Solo a tarda sera di mercoledì 7 novembre fu proclamato lo stato di emergenza e ripristinato l’ordine. Una lunga scia di sangue, alcune fonti parlano di più di 300 vittime oltre alle sinagoghe distrutte, case date alle fiamme, magazzini e negozi devastati e saccheggiati.

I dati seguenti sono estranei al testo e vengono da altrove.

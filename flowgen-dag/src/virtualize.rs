use flowgen_rule::{Rule, CANDIDATE_FIELD_COUNT};

use crate::trie::Trie;

/// Expand 4 solid candidate rules into the complete virtual-rule set: the
/// cartesian product of per-field trie leaves. Every product cell is either
/// disjoint from or contained in each solid, which is what lets a cell serve
/// as a recursion anchor with exactly accounted dependencies.
pub fn virtualize(solids: &[Rule]) -> Vec<Rule> {
    let mut tries: Vec<Trie> = (0..CANDIDATE_FIELD_COUNT).map(|_| Trie::new()).collect();
    for rule in solids {
        for (index, trie) in tries.iter_mut().enumerate() {
            trie.insert(rule.field(index));
        }
    }
    let leaves: Vec<_> = tries.iter().map(Trie::leaves).collect();
    let mut out = Vec::new();
    for a in &leaves[0] {
        for b in &leaves[1] {
            for c in &leaves[2] {
                out.push(Rule::new(vec![a.clone(), b.clone(), c.clone()]));
            }
        }
    }
    out
}

#[cfg(test)]
mod tests {
    use super::*;
    use flowgen_rule::Field;
    use flowgen_types::parse_binary;

    fn lpm_rule(specs: &[&str]) -> Rule {
        Rule::new(
            specs
                .iter()
                .map(|s| {
                    if *s == "*" {
                        Field::lpm_any()
                    } else {
                        Field::lpm(parse_binary(s).unwrap(), s.len() as u8)
                    }
                })
                .collect(),
        )
    }

    #[test]
    fn product_over_leaf_partitions() {
        let solids = vec![
            lpm_rule(&["*", "*", "*"]),
            lpm_rule(&["0", "*", "*"]),
            lpm_rule(&["1", "0", "*"]),
            lpm_rule(&["1", "1", "*"]),
        ];
        let virtuals = virtualize(&solids);
        // field 0 leaves: {0, 1}; field 1 leaves: {0, 1}; field 2: {*}
        assert_eq!(virtuals.len(), 4);
        // every virtual is contained in or disjoint from every solid
        for v in &virtuals {
            for s in &solids {
                assert!(s.cover(v) || !s.overlap(v));
            }
        }
    }
}
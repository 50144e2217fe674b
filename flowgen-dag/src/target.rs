use strum::{Display, EnumString};

/// Which dependency parameter a run controls: the summed per-rule dependency
/// lengths, or the total count of non-None edges.
#[derive(Debug, Clone, Copy, PartialEq, Eq, Display, EnumString)]
pub enum TargetKind {
    DependencyLength,
    EdgeCount,
}
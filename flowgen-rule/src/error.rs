use thiserror::Error;

use flowgen_types::ParseKeyError;

/// Field-level failure: a suffix extension ran out of bits.
#[derive(Debug, Clone, Copy, PartialEq, Eq, Error)]
pub enum FieldError {
    #[error("bit width is not sufficient")]
    BitWidth,
}

/// A user-defined layout the generators cannot operate on.
#[derive(Debug, Clone, Copy, PartialEq, Eq, Error)]
pub enum LayoutError {
    /// Range arithmetic is defined on the 32-bit view only.
    #[error("range-match field {index} is {width} bits wide; at most 32 are supported")]
    RangeTooWide { index: usize, width: u8 },
    #[error("field {index} has unusable width {width}")]
    FieldTooWide { index: usize, width: u8 },
    #[error("a layout needs at least one field")]
    Empty,
}

/// A rule line that does not parse in either wire style.
#[derive(Debug, Clone, PartialEq, Eq, Error)]
pub enum ParseRuleError {
    #[error("line ended before field {0}")]
    Truncated(usize),
    #[error("field {index}: {source}")]
    Key {
        index: usize,
        source: ParseKeyError,
    },
    #[error("field {0}: malformed field token")]
    Malformed(usize),
    #[error("unrecognized rule style")]
    UnknownStyle,
}
//! The QuadDag machinery: 4-vertex dependency fragments, their precomputed
//! profiles (solid and virtual candidate rules with per-rule dependency
//! attributes), the profile pool with its text-stream format, and the
//! profile precomputation pipeline.

mod analyze;
mod candidate_set;
mod instantiate;
mod pool;
mod profile;
mod quad_dag;
mod target;
mod trie;
mod virtualize;

pub use analyze::{dag_is_valid, enumerate_dags, satisfies};
pub use candidate_set::CandidateSet;
pub use instantiate::{instantiate, InstantiateMode};
pub use pool::{PoolError, QuadDagPool};
pub use profile::QuadDagProfile;
pub use quad_dag::{QuadDag, PAIR_COUNT, VERTEX_COUNT};
pub use target::TargetKind;
pub use trie::Trie;
pub use virtualize::virtualize;
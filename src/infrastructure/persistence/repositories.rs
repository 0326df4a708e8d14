use crate::domain::draw::{Double, DrawProvenance, DrawRecord};
use crate::domain::repositories::{AppendOutcome, DrawRepository};
use anyhow::{Context, Result, bail};
use async_trait::async_trait;
use chrono::{DateTime, NaiveDate, Utc};
use sqlx::{Row, SqlitePool};
use tracing::{debug, info};

const DATE_FORMAT: &str = "%Y-%m-%d";

pub struct SqliteDrawRepository {
    pool: SqlitePool,
}

impl SqliteDrawRepository {
    pub fn new(pool: SqlitePool) -> Self {
        Self { pool }
    }
}

#[async_trait]
impl DrawRepository for SqliteDrawRepository {
    async fn append(&self, draw: &DrawRecord) -> Result<AppendOutcome> {
        let date = draw.date.format(DATE_FORMAT).to_string();

        let exists = sqlx::query("SELECT 1 FROM draws WHERE draw_date = ?")
            .bind(&date)
            .fetch_optional(&self.pool)
            .await?
            .is_some();
        if exists {
            debug!("Draw for {} already stored", date);
            return Ok(AppendOutcome::Duplicate);
        }

        if let Some(latest) = self.latest().await?
            && draw.date < latest.date
        {
            bail!(
                "Refusing to append draw for {}: history already extends to {}",
                draw.date,
                latest.date
            );
        }

        let result = sqlx::query(
            r#"
            INSERT INTO draws (draw_date, open3, close3, double_value, raw_source, source_url, fetched_at)
            VALUES (?, ?, ?, ?, ?, ?, ?)
            ON CONFLICT(draw_date) DO NOTHING
            "#,
        )
        .bind(&date)
        .bind(draw.open3.to_string())
        .bind(draw.close3.to_string())
        .bind(i64::from(draw.double.value()))
        .bind(&draw.provenance.raw_source)
        .bind(&draw.provenance.source_url)
        .bind(draw.provenance.fetched_at.to_rfc3339())
        .execute(&self.pool)
        .await
        .context("Failed to save draw")?;

        if result.rows_affected() == 0 {
            return Ok(AppendOutcome::Duplicate);
        }
        info!("Persisted draw {}", draw.draw_id());
        Ok(AppendOutcome::Inserted)
    }

    async fn find_all(&self) -> Result<Vec<DrawRecord>> {
        let rows = sqlx::query("SELECT * FROM draws ORDER BY draw_date ASC")
            .fetch_all(&self.pool)
            .await?;
        self.map_rows_to_draws(rows)
    }

    async fn find_before(&self, date: NaiveDate) -> Result<Vec<DrawRecord>> {
        let rows = sqlx::query("SELECT * FROM draws WHERE draw_date < ? ORDER BY draw_date ASC")
            .bind(date.format(DATE_FORMAT).to_string())
            .fetch_all(&self.pool)
            .await?;
        self.map_rows_to_draws(rows)
    }

    async fn latest(&self) -> Result<Option<DrawRecord>> {
        let rows = sqlx::query("SELECT * FROM draws ORDER BY draw_date DESC LIMIT 1")
            .fetch_all(&self.pool)
            .await?;
        Ok(self.map_rows_to_draws(rows)?.pop())
    }

    async fn count(&self) -> Result<usize> {
        let row = sqlx::query("SELECT COUNT(*) as count FROM draws")
            .fetch_one(&self.pool)
            .await?;
        let count: i64 = row.try_get("count")?;
        Ok(count as usize)
    }
}

impl SqliteDrawRepository {
    fn map_rows_to_draws(&self, rows: Vec<sqlx::sqlite::SqliteRow>) -> Result<Vec<DrawRecord>> {
        let mut draws = Vec::with_capacity(rows.len());
        for row in rows {
            let date_str: String = row.try_get("draw_date")?;
            let open3: String = row.try_get("open3")?;
            let close3: String = row.try_get("close3")?;
            let double: i64 = row.try_get("double_value")?;
            let fetched_at: String = row.try_get("fetched_at")?;

            let double = u8::try_from(double)
                .with_context(|| format!("Stored double {} out of range", double))?;
            draws.push(DrawRecord::new(
                NaiveDate::parse_from_str(&date_str, DATE_FORMAT)
                    .with_context(|| format!("Invalid stored date {}", date_str))?,
                open3.parse()?,
                close3.parse()?,
                Double::new(double)?,
                DrawProvenance {
                    raw_source: row.try_get("raw_source")?,
                    source_url: row.try_get("source_url")?,
                    fetched_at: DateTime::parse_from_rfc3339(&fetched_at)
                        .with_context(|| format!("Invalid stored timestamp {}", fetched_at))?
                        .with_timezone(&Utc),
                },
            ));
        }
        Ok(draws)
    }
}
//! Chronological cross-validation.
//!
//! Expanding-window splits: every fold trains on a prefix of the time-ordered
//! dataset and tests on the block that immediately follows it. Rows are never
//! shuffled.

use crate::domain::errors::TrainingError;
use std::ops::Range;

#[derive(Debug, Clone, PartialEq, Eq)]
pub struct Fold {
    pub index: usize,
    pub train: Range<usize>,
    pub test: Range<usize>,
}

#[derive(Debug, Clone, Copy)]
pub struct TimeSeriesSplit {
    n_splits: usize,
}

impl TimeSeriesSplit {
    pub fn new(n_splits: usize) -> Result<Self, TrainingError> {
        if n_splits < 2 {
            return Err(TrainingError::InvalidConfig {
                reason: format!("at least 2 folds are required, got {}", n_splits),
            });
        }
        Ok(Self { n_splits })
    }

    pub fn n_splits(&self) -> usize {
        self.n_splits
    }

    /// Smallest dataset that yields at least two rows per test block.
    pub fn min_samples(&self) -> usize {
        2 * (self.n_splits + 1)
    }

    pub fn split(&self, n_samples: usize) -> Result<Vec<Fold>, TrainingError> {
        let test_size = n_samples / (self.n_splits + 1);
        if test_size == 0 {
            return Err(TrainingError::InsufficientData {
                available: n_samples,
                required: self.min_samples(),
            });
        }
        let first_test = n_samples - self.n_splits * test_size;
        Ok((0..self.n_splits)
            .map(|index| {
                let start = first_test + index * test_size;
                Fold {
                    index,
                    train: 0..start,
                    test: start..start + test_size,
                }
            })
            .collect())
    }
}
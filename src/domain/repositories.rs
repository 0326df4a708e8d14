//! Repository Pattern Abstractions
//!
//! The draw history is append-only: records arrive in non-decreasing date
//! order and are never mutated or deleted.
//!
//! # Implementations
//!
//! - `SqliteDrawRepository`: persistent storage through sqlx
//! - `InMemoryDrawRepository`: `Arc<RwLock>` storage for tests and one-off runs

use crate::domain::draw::DrawRecord;
use anyhow::Result;
use async_trait::async_trait;
use chrono::NaiveDate;

/// Result of appending a draw to the history
#[derive(Debug, Clone, Copy, PartialEq, Eq)]
pub enum AppendOutcome {
    Inserted,
    /// A draw for that date is already stored; the history is unchanged.
    Duplicate,
}

/// Append-only, date-ordered draw history
#[async_trait]
pub trait DrawRepository: Send + Sync {
    /// Append a draw. Fails when its date precedes the latest stored date.
    async fn append(&self, draw: &DrawRecord) -> Result<AppendOutcome>;

    /// All draws, ascending by date
    async fn find_all(&self) -> Result<Vec<DrawRecord>>;

    /// Draws strictly before `date`, ascending by date
    async fn find_before(&self, date: NaiveDate) -> Result<Vec<DrawRecord>>;

    /// The most recent draw
    async fn latest(&self) -> Result<Option<DrawRecord>>;

    async fn count(&self) -> Result<usize>;
}
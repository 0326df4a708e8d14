pub mod feature_registry;
pub mod label_space;
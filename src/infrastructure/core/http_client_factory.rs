use anyhow::{Context, Result};
use reqwest::Client;
use std::time::Duration;

const USER_AGENT: &str = concat!("doublecast/", env!("CARGO_PKG_VERSION"));

pub struct HttpClientFactory;

impl HttpClientFactory {
    /// Plain client with a bounded total timeout. Failures surface to the
    /// caller on the first attempt.
    pub fn create_client(timeout_secs: u64) -> Result<Client> {
        Client::builder()
            .user_agent(USER_AGENT)
            .timeout(Duration::from_secs(timeout_secs))
            .connect_timeout(Duration::from_secs(timeout_secs.min(10)))
            .build()
            .context("Failed to build HTTP client")
    }
}

#[cfg(test)]
mod tests {
    use super::*;

    #[test]
    fn test_create_client() {
        assert!(HttpClientFactory::create_client(15).is_ok());
    }
}
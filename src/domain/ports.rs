use crate::domain::draw::DrawRecord;
use crate::domain::errors::IngestError;
use async_trait::async_trait;

/// A live source of published draws
#[async_trait]
pub trait DrawSource: Send + Sync {
    /// The most recently published draw
    async fn fetch_latest(&self) -> Result<DrawRecord, IngestError>;
}
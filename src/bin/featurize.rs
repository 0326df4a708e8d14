//! Computes the feature vector for a target date from the stored history.
//!
//! The output `{"target_date", "features"}` can be piped into `predict`.

use anyhow::{Context, Result};
use chrono::{Days, NaiveDate, Utc};
use clap::Parser;
use doublecast::application::features;
use doublecast::config::StorageEnvConfig;
use doublecast::domain::repositories::DrawRepository;
use doublecast::infrastructure::observability::init_logging;
use doublecast::infrastructure::{Database, SqliteDrawRepository};
use serde_json::json;
use tracing::info;

#[derive(Parser, Debug)]
#[command(author, version, about = "Compute features for a target date", long_about = None)]
struct Args {
    /// Target date (YYYY-MM-DD); defaults to the day after the latest stored draw
    #[arg(long)]
    date: Option<NaiveDate>,

    /// SQLite database URL (overrides DATABASE_URL)
    #[arg(long)]
    database_url: Option<String>,
}

#[tokio::main]
async fn main() {
    dotenvy::dotenv().ok();
    init_logging("warn");

    let args = Args::parse();
    let output = match run(args).await {
        Ok(value) => value,
        Err(e) => json!({ "error": format!("{:#}", e) }),
    };
    println!("{}", output);
}

async fn run(args: Args) -> Result<serde_json::Value> {
    let mut storage = StorageEnvConfig::from_env();
    if let Some(url) = args.database_url {
        storage.database_url = url;
    }
    let db = Database::new(&storage.database_url).await?;
    let repository = SqliteDrawRepository::new(db.pool);

    let target = match args.date {
        Some(date) => date,
        None => match repository.latest().await? {
            Some(latest) => latest
                .date
                .checked_add_days(Days::new(1))
                .context("Target date out of range")?,
            None => Utc::now().date_naive(),
        },
    };

    let history = repository.find_before(target).await?;
    info!("Featurizing {} from {} prior draws", target, history.len());
    let vector = features::compute(&history, target);

    Ok(json!({
        "target_date": target.to_string(),
        "features": vector.to_named(),
    }))
}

Secondo il sito shalom.it tra le cause del pogrom “ha influito il quadro internazionale in evoluzione nel dopoguerra, caratterizzato da una parte dall’immigrazione ebraica in Palestina e dal propagarsi degli ideali sionisti, dall’altra dal nazionalismo panarabo che iniziava a diffondersi. Sullo sfondo, i negoziati diplomatici per stabilire i nuovi assetti, con Italia e Gran Bretagna in trattativa per decidere il futuro dello Libia: forse uno stato di disordine avrebbe dimostrato alla comunità internazionale l’immaturità della Libia per l’indipendenza e dunque reso necessario il mantenimento di un dominio inglese. Senza dubbio, fu evidente l’atteggiamento connivente tenuto in quei giorni dalle autorità di governo britanniche”. Di nuovo pare di leggere gli accadimenti dell’11 gennaio 1948 a Mogadiscio.
Questo evento segnò una netta cesura nei rapporti tra arabi ed ebrei in Libia, che fino a quel momento invece avevano convissuto pacificamente per secoli, anche sotto l’Italia. Non durante l’ammistrazione britannica.